# Try it
In how many lines of these records does the word "usize" appear? Give the number by itself.

# Excerpted data
//! Classroom model.
//!
//! Rooms host sessions. A room suits a subject when its type can host
//! the subject's category, it seats the expected enrolment, and it has
//! every feature the subject requires.

use serde::{Deserialize, Serialize};
use std::collections::BTreeSet;

use super::{Availability, Subject, SubjectCategory, TimeSlot};

/// Room classification.
#[derive(Debug, Clone, Copy, Default, PartialEq, Eq, Hash, Serialize, Deserialize)]
pub enum RoomType {
    LectureHall,
    #[default]
    Classroom,
    Laboratory,
    ComputerLab,
    SeminarRoom,
    Auditorium,
    Workshop,
}

impl RoomType {
    /// Whether this room type can host a subject category.
    pub fn hosts(self, category: SubjectCategory) -> bool {
        use RoomType::*;
        match category {
            SubjectCategory::Lecture => {
                matches!(self, LectureHall | Classroom | Auditorium | SeminarRoom)
            }
            SubjectCategory::Lab => matches!(self, Laboratory | ComputerLab),
            SubjectCategory::Tutorial => matches!(self, Classroom | SeminarRoom),
            SubjectCategory::Seminar => matches!(self, SeminarRoom | Classroom),
            SubjectCategory::Workshop => matches!(self, Workshop | Laboratory),
        }
    }
}

/// Operational status. Only `Available` rooms can be booked.
#[derive(Debug, Clone, Copy, Default, PartialEq, Eq, Hash, Serialize, Deserialize)]
pub enum RoomStatus {
    #[default]
    Available,
    Maintenance,
    Closed,
}

/// Room equipment.
#[derive(Debug, Clone, PartialEq, Eq, PartialOrd, Ord, Hash, Serialize, Deserialize)]
pub enum Feature {
    Projector,
    Computers,
    AudioSystem,
    Whiteboard,
    Internet,
    AirConditioning,
    /// Domain-specific equipment.
    Custom(String),
}

/// A bookable room.
#[derive(Debug, Clone, PartialEq, Serialize, Deserialize)]
pub struct Classroom {
    /// Unique room number (upper case).
    pub room_number: String,
    /// Display name.
    pub name: String,
    /// Building (informational).
    pub building: Option<String>,
    /// Seats.
    pub capacity: u32,
    /// Room classification.
    pub room_type: RoomType,
    /// Operational status.
    pub status: RoomStatus,
    /// Installed equipment.
    pub features: BTreeSet<Feature>,
    /// Weekly availability.
    pub availability: Availability,
}

impl Classroom {
    /// Creates an available room of the given type.
    pub fn new(room_number: impl Into<String>, capacity: u32, room_type: RoomType) -> Self {
        Self {
            room_number: room_number.into().to_uppercase(),
            name: String::new(),
            building: None,
            capacity,
            room_type,
            status: RoomStatus::Available,
            features: BTreeSet::new(),
            availability: Availability::always(),
        }
    }

    /// Sets the display name.
    pub fn with_name(mut self, name: impl Into<String>) -> Self {
        self.name = name.into();
        self
    }

    /// Sets the building.
    pub fn with_building(mut self, building: impl Into<String>) -> Self {
        self.building = Some(building.into());
        self
    }

    /// Sets the status.
    pub fn with_status(mut self, status: RoomStatus) -> Self {
        self.status = status;
        self
    }

    /// Adds a feature.
    pub fn with_feature(mut self, feature: Feature) -> Self {
        self.features.insert(feature);
        self
    }

    /// Sets the availability.
    pub fn with_availability(mut self, availability: Availability) -> Self {
        self.availability = availability;
        self
    }

    /// Whether the room can seat `students`.
    pub fn can_accommodate(&self, students: u32) -> bool {
        self.capacity >= students
    }

    /// Why the room does not suit a subject, or `None` if it does.
    pub fn mismatch(&self, subject: &Subject) -> Option<String> {
        if !self.room_type.hosts(subject.category) {
            return Some(format!(
                "{:?} room cannot host {:?} subject",
                self.room_type, subject.category
            ));
        }
        if let Some(students) = subject.expected_students {
            if !self.can_accommodate(students) {
                return Some(format!(
                    "capacity {} below expected {} students",
                    self.capacity, students
                ));
            }
        }
        let missing: Vec<&Feature> = subject
            .required_features
            .difference(&self.features)
            .collect();
        if !missing.is_empty() {
            return Some(format!("missing features {missing:?}"));
        }
        None
    }

    /// Whether the room suits a subject (type, capacity, features).
    pub fn suits(&self, subject: &Subject) -> bool {
        self.mismatch(subject).is_none()
    }

    /// Whether the room can be booked in a slot.
    pub fn is_available(&self, slot: &TimeSlot) -> bool {
        self.status == RoomStatus::Available && self.availability.is_available(slot)
    }
}
//! Schedule conflict detection.
//!
//! Re-checks a finished schedule against every hard constraint, without
//! trusting how it was produced. Hand-edited and imported schedules go
//! through the same checks as generated ones.
//!
//! # Checks
//!
//! | Order | Kind | Scope |
//! |-------|------|-------|
//! | 1 | `UnknownReference` | entry (unresolved entries skip the rest) |
//! | 2 | `TeacherDoubleBooked`, `ClassroomDoubleBooked` | overlapping pair |
//! | 3 | `UnqualifiedTeacher` | entry |
//! | 4 | `RoomMismatch` | entry |
//! | 5 | `DurationMismatch` | entry |
//! | 6 | `ResourceUnavailable` | entry |
//! | 7 | `SessionCountMismatch` | subject |
//! | 8 | `WeeklyHoursExceeded` | teacher |
//! | 9 | `ConsecutiveHoursExceeded` | teacher and day |
//!
//! # Complexity
//! O(n²) in the number of entries for the pairwise overlap check.

use std::collections::BTreeMap;

use tracing::debug;

use crate::config::SchedulingConfig;
use crate::evaluator::{duration_fits, Candidate};
use crate::models::{Conflict, ConflictKind, Day, Schedule, UnscheduledSession};
use crate::registry::Registry;
use crate::workload::{runs, Interval};

/// Finds every hard-constraint violation in a schedule.
///
/// `unscheduled` is the shortfall reported alongside the schedule. A
/// subject is consistent when its placed sessions plus its reported
/// shortfall equal its weekly requirement.
///
/// Returns an empty list for a valid schedule.
pub fn validate(
    schedule: &Schedule,
    registry: &Registry,
    config: &SchedulingConfig,
    unscheduled: &[UnscheduledSession],
) -> Vec<Conflict> {
    let mut conflicts = Vec::new();

    let mut resolved: Vec<(usize, Candidate<'_>)> = Vec::with_capacity(schedule.len());
    for (index, entry) in schedule.iter().enumerate() {
        match Candidate::resolve(registry, entry) {
            Ok(candidate) => resolved.push((index, candidate)),
            Err(e) => conflicts.push(Conflict::new(
                ConflictKind::UnknownReference,
                vec![index],
                entry.subject.clone(),
                format!("Entry {index}: {e}"),
            )),
        }
    }

    check_double_bookings(&resolved, &mut conflicts);
    for (index, candidate) in &resolved {
        check_entry(*index, candidate, config, &mut conflicts);
    }
    check_session_counts(schedule, registry, unscheduled, &mut conflicts);
    check_workloads(&resolved, config, &mut conflicts);

    debug!(
        event = "schedule_validated",
        entries = schedule.len(),
        conflicts = conflicts.len()
    );
    conflicts
}

fn check_double_bookings(resolved: &[(usize, Candidate<'_>)], conflicts: &mut Vec<Conflict>) {
    for (i, (a, first)) in resolved.iter().enumerate() {
        for (b, second) in &resolved[i + 1..] {
            if !first.slot.overlaps(second.slot) {
                continue;
            }
            let teacher = &first.teacher.employee_code;
            if *teacher == second.teacher.employee_code {
                conflicts.push(Conflict::new(
                    ConflictKind::TeacherDoubleBooked,
                    vec![*a, *b],
                    teacher.clone(),
                    format!(
                        "Teacher '{teacher}' teaches entries {a} and {b} in overlapping slots {} and {}",
                        first.slot, second.slot
                    ),
                ));
            }
            let room = &first.classroom.room_number;
            if *room == second.classroom.room_number {
                conflicts.push(Conflict::new(
                    ConflictKind::ClassroomDoubleBooked,
                    vec![*a, *b],
                    room.clone(),
                    format!(
                        "Classroom '{room}' hosts entries {a} and {b} in overlapping slots {} and {}",
                        first.slot, second.slot
                    ),
                ));
            }
        }
    }
}

fn check_entry(
    index: usize,
    candidate: &Candidate<'_>,
    config: &SchedulingConfig,
    conflicts: &mut Vec<Conflict>,
) {
    let Candidate {
        subject,
        teacher,
        classroom,
        slot,
    } = *candidate;

    if !teacher.can_teach(&subject.code) {
        conflicts.push(Conflict::new(
            ConflictKind::UnqualifiedTeacher,
            vec![index],
            teacher.employee_code.clone(),
            format!(
                "Teacher '{}' is not qualified for subject '{}'",
                teacher.employee_code, subject.code
            ),
        ));
    }
    if let Some(reason) = classroom.mismatch(subject) {
        conflicts.push(Conflict::new(
            ConflictKind::RoomMismatch,
            vec![index],
            classroom.room_number.clone(),
            format!(
                "Classroom '{}' does not suit subject '{}': {reason}",
                classroom.room_number, subject.code
            ),
        ));
    }
    if !duration_fits(slot, subject.duration_minutes, config.duration_slack_minutes) {
        conflicts.push(Conflict::new(
            ConflictKind::DurationMismatch,
            vec![index],
            subject.code.clone(),
            format!(
                "Slot {slot} ({} min) does not fit a {}-minute session of '{}'",
                slot.duration_minutes(),
                subject.duration_minutes,
                subject.code
            ),
        ));
    }
    if !teacher.is_available(slot) {
        conflicts.push(Conflict::new(
            ConflictKind::ResourceUnavailable,
            vec![index],
            teacher.employee_code.clone(),
            format!("Teacher '{}' is unavailable in slot {slot}", teacher.employee_code),
        ));
    }
    if !classroom.is_available(slot) {
        conflicts.push(Conflict::new(
            ConflictKind::ResourceUnavailable,
            vec![index],
            classroom.room_number.clone(),
            format!("Classroom '{}' is unavailable in slot {slot}", classroom.room_number),
        ));
    }
}

fn check_session_counts(
    schedule: &Schedule,
    registry: &Registry,
    unscheduled: &[UnscheduledSession],
    conflicts: &mut Vec<Conflict>,
) {
    let mut reported: BTreeMap<String, u32> = BTreeMap::new();
    for row in unscheduled {
        let code = row.subject.to_uppercase();
        if !registry.subjects.contains(code.as_str()) {
            conflicts.push(Conflict::new(
                ConflictKind::UnknownReference,
                Vec::new(),
                code.clone(),
                format!("Unscheduled report names unknown subject '{code}'"),
            ));
            continue;
        }
        let missing = reported.entry(code).or_default();
        *missing = missing.saturating_add(row.missing);
    }

    for subject in registry.subjects.list() {
        let entries: Vec<usize> = schedule
            .iter()
            .enumerate()
            .filter(|(_, e)| e.subject == subject.code)
            .map(|(i, _)| i)
            .collect();
        let placed = entries.len() as u32;
        let missing = reported.get(&subject.code).copied().unwrap_or(0);
        if placed.saturating_add(missing) != subject.sessions_per_week {
            conflicts.push(Conflict::new(
                ConflictKind::SessionCountMismatch,
                entries,
                subject.code.clone(),
                format!(
                    "Subject '{}' has {placed} placed and {missing} unscheduled sessions, requires {}",
                    subject.code, subject.sessions_per_week
                ),
            ));
        }
    }
}

fn check_workloads(
    resolved: &[(usize, Candidate<'_>)],
    config: &SchedulingConfig,
    conflicts: &mut Vec<Conflict>,
) {
    let mut by_teacher: BTreeMap<&str, Vec<&(usize, Candidate<'_>)>> = BTreeMap::new();
    for item in resolved {
        by_teacher
            .entry(item.1.teacher.employee_code.as_str())
            .or_default()
            .push(item);
    }

    for (code, items) in &by_teacher {
        let teacher = items[0].1.teacher;

        let weekly = items
            .iter()
            .fold(0u32, |sum, (_, c)| sum.saturating_add(c.subject.duration_minutes));
        let weekly_cap = teacher.weekly_cap_minutes(config.max_weekly_hours_per_teacher);
        if weekly > weekly_cap {
            conflicts.push(Conflict::new(
                ConflictKind::WeeklyHoursExceeded,
                items.iter().map(|(i, _)| *i).collect(),
                *code,
                format!("Teacher '{code}' teaches {weekly} minutes a week, cap is {weekly_cap}"),
            ));
        }

        let mut by_day: BTreeMap<Day, Vec<(Interval, usize)>> = BTreeMap::new();
        for (index, c) in items {
            by_day
                .entry(c.slot.day)
                .or_default()
                .push((Interval::of_session(c.slot, c.subject.duration_minutes), *index));
        }
        let run_cap = teacher.consecutive_cap_minutes(config.max_consecutive_hours);
        for (day, mut day_items) in by_day {
            day_items.sort();
            let intervals: Vec<Interval> = day_items.iter().map(|(iv, _)| *iv).collect();
            for (first, last, minutes) in runs(&intervals, config.consecutive_gap_minutes) {
                if minutes > run_cap {
                    conflicts.push(Conflict::new(
                        ConflictKind::ConsecutiveHoursExceeded,
                        day_items[first..=last].iter().map(|(_, i)| *i).collect(),
                        *code,
                        format!(
                            "Teacher '{code}' teaches {minutes} consecutive minutes on {day}, cap is {run_cap}"
                        ),
                    ));
                }
            }
        }
    }
}
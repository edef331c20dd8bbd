//! Error taxonomy.
//!
//! Every failure the core can report is one of the variants below and
//! carries the offending identifier. Unscheduled sessions and validator
//! conflicts are *not* errors: they are returned as data.

use serde::{Deserialize, Serialize};
use std::fmt;
use thiserror::Error;

/// Kind of entity an error refers to.
#[derive(Debug, Clone, Copy, PartialEq, Eq, Hash, Serialize, Deserialize)]
pub enum EntityKind {
    Subject,
    Teacher,
    Classroom,
    TimeSlot,
    /// A schedule entry (addressed by position).
    Entry,
    /// A committed workload booking.
    Booking,
}

impl fmt::Display for EntityKind {
    fn fmt(&self, f: &mut fmt::Formatter<'_>) -> fmt::Result {
        let name = match self {
            Self::Subject => "subject",
            Self::Teacher => "teacher",
            Self::Classroom => "classroom",
            Self::TimeSlot => "time slot",
            Self::Entry => "schedule entry",
            Self::Booking => "booking",
        };
        f.write_str(name)
    }
}

/// Errors raised by the timetabling core.
#[derive(Debug, Clone, PartialEq, Eq, Error)]
pub enum TimetableError {
    /// An entity's unique key collides with an existing one.
    #[error("duplicate {kind} identifier '{id}'")]
    DuplicateIdentifier { kind: EntityKind, id: String },

    /// Lookup of an unknown identifier.
    #[error("{kind} '{id}' not found")]
    NotFound { kind: EntityKind, id: String },

    /// The configuration contradicts itself; no generation is attempted.
    #[error("infeasible configuration for '{field}': {reason}")]
    InfeasibleConfiguration { field: &'static str, reason: String },
}

impl TimetableError {
    pub(crate) fn duplicate(kind: EntityKind, id: impl Into<String>) -> Self {
        Self::DuplicateIdentifier {
            kind,
            id: id.into(),
        }
    }

    pub(crate) fn not_found(kind: EntityKind, id: impl fmt::Display) -> Self {
        Self::NotFound {
            kind,
            id: id.to_string(),
        }
    }

    pub(crate) fn infeasible(field: &'static str, reason: impl Into<String>) -> Self {
        Self::InfeasibleConfiguration {
            field,
            reason: reason.into(),
        }
    }
}

/// Result alias for timetabling operations.
pub type Result<T> = std::result::Result<T, TimetableError>;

# Task output
7